§ **WHAT THE TASK ASKS**
In the material below, find the line containing "shared static table." and the line containing "impl<D: Capability> Clone", then reproduce exactly both of them and every line between, and nothing else.

§ **RAW DATA**
======

//! Where a handle keeps its vtable.
//!
//! The third type parameter of [`Poly<D, S, F, T>`](crate::Poly) selects the
//! layout of the table. All flavors dispatch to the same operations and behave
//! identically; they only trade handle size against indirections per call.
//!
//! | flavor | handle holds | per call |
//! |---|---|---|
//! | [`Remote`] | `&'static VTable<D>` | one extra load |
//! | [`Local`] | the lifecycle and the operations by value | none |
//! | [`Joined`] | the operations by value, `&'static` lifecycle | none for operations |

use core::fmt;

use dynpoly_internals::{Capability, Lifecycle, VTable};

mod sealed {
    pub trait Sealed: 'static {}

    impl Sealed for super::Remote {}
    impl Sealed for super::Local {}
    impl Sealed for super::Joined {}
}

/// Selects how a handle stores its vtable.
///
/// This trait is sealed. Use [`Remote`], [`Local`] or [`Joined`].
pub trait Flavor: sealed::Sealed {
    /// The table as stored inside the handle.
    type Table<D: Capability>: Copy;

    /// Builds the stored table from the static one.
    fn pack<D: Capability>(vtable: &'static VTable<D>) -> Self::Table<D>;

    /// Gets the domain operations.
    fn ops<D: Capability>(table: &Self::Table<D>) -> &D::Ops;

    /// Gets the lifecycle of the bound type.
    fn lifecycle<D: Capability>(table: &Self::Table<D>) -> &Lifecycle;
}

/// The handle points at the shared static table.
#[derive(Copy, Clone, PartialEq, Eq, PartialOrd, Ord, Debug, Default, Hash)]
pub struct Remote;

/// The handle carries a full copy of the table.
#[derive(Copy, Clone, PartialEq, Eq, PartialOrd, Ord, Debug, Default, Hash)]
pub struct Local;

/// The handle carries the operations, and points at the shared lifecycle.
#[derive(Copy, Clone, PartialEq, Eq, PartialOrd, Ord, Debug, Default, Hash)]
pub struct Joined;

/// A full copy of a [`VTable`], stored by [`Local`] handles.
pub struct LocalTable<D: Capability> {
    /// Copy of the lifecycle entries
    lifecycle: Lifecycle,
    /// Copy of the domain operations
    ops: D::Ops,
}

impl<D: Capability> Clone for LocalTable<D> {
    fn clone(&self) -> Self {
        *self
    }
}

impl<D: Capability> Copy for LocalTable<D> {}

impl<D: Capability> fmt::Debug for LocalTable<D> {
    fn fmt(&self, f: &mut fmt::Formatter<'_>) -> fmt::Result {
        f.debug_struct("LocalTable")
            .field("lifecycle", &self.lifecycle)
            .finish_non_exhaustive()
    }
}

impl Flavor for Remote {
    type Table<D: Capability> = &'static VTable<D>;

    #[inline]
    fn pack<D: Capability>(vtable: &'static VTable<D>) -> Self::Table<D> {
        vtable
    }

    #[inline]
    fn ops<D: Capability>(table: &Self::Table<D>) -> &D::Ops {
        table.ops()
    }

    #[inline]
    fn lifecycle<D: Capability>(table: &Self::Table<D>) -> &Lifecycle {
        table.lifecycle()
    }
}

impl Flavor for Local {
    type Table<D: Capability> = LocalTable<D>;

    #[inline]
    fn pack<D: Capability>(vtable: &'static VTable<D>) -> Self::Table<D> {
        LocalTable {
            lifecycle: *vtable.lifecycle(),
            ops: *vtable.ops(),
        }
    }

    #[inline]
    fn ops<D: Capability>(table: &Self::Table<D>) -> &D::Ops {
        &table.ops
    }

    #[inline]
    fn lifecycle<D: Capability>(table: &Self::Table<D>) -> &Lifecycle {
        &table.lifecycle
    }
}

impl Flavor for Joined {
    type Table<D: Capability> = VTable<D>;

    #[inline]
    fn pack<D: Capability>(vtable: &'static VTable<D>) -> Self::Table<D> {
        *vtable
    }

    #[inline]
    fn ops<D: Capability>(table: &Self::Table<D>) -> &D::Ops {
        table.ops()
    }

    #[inline]
    fn lifecycle<D: Capability>(table: &Self::Table<D>) -> &Lifecycle {
        table.lifecycle()
    }
}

======

§ **OUTPUT FOR THIS EXERCISE**
/// The handle points at the shared static table.
#[derive(Copy, Clone, PartialEq, Eq, PartialOrd, Ord, Debug, Default, Hash)]
pub struct Remote;

/// The handle carries a full copy of the table.
#[derive(Copy, Clone, PartialEq, Eq, PartialOrd, Ord, Debug, Default, Hash)]
pub struct Local;

/// The handle carries the operations, and points at the shared lifecycle.
#[derive(Copy, Clone, PartialEq, Eq, PartialOrd, Ord, Debug, Default, Hash)]
pub struct Joined;

/// A full copy of a [`VTable`], stored by [`Local`] handles.
pub struct LocalTable<D: Capability> {
    /// Copy of the lifecycle entries
    lifecycle: Lifecycle,
    /// Copy of the domain operations
    ops: D::Ops,
}

impl<D: Capability> Clone for LocalTable<D> {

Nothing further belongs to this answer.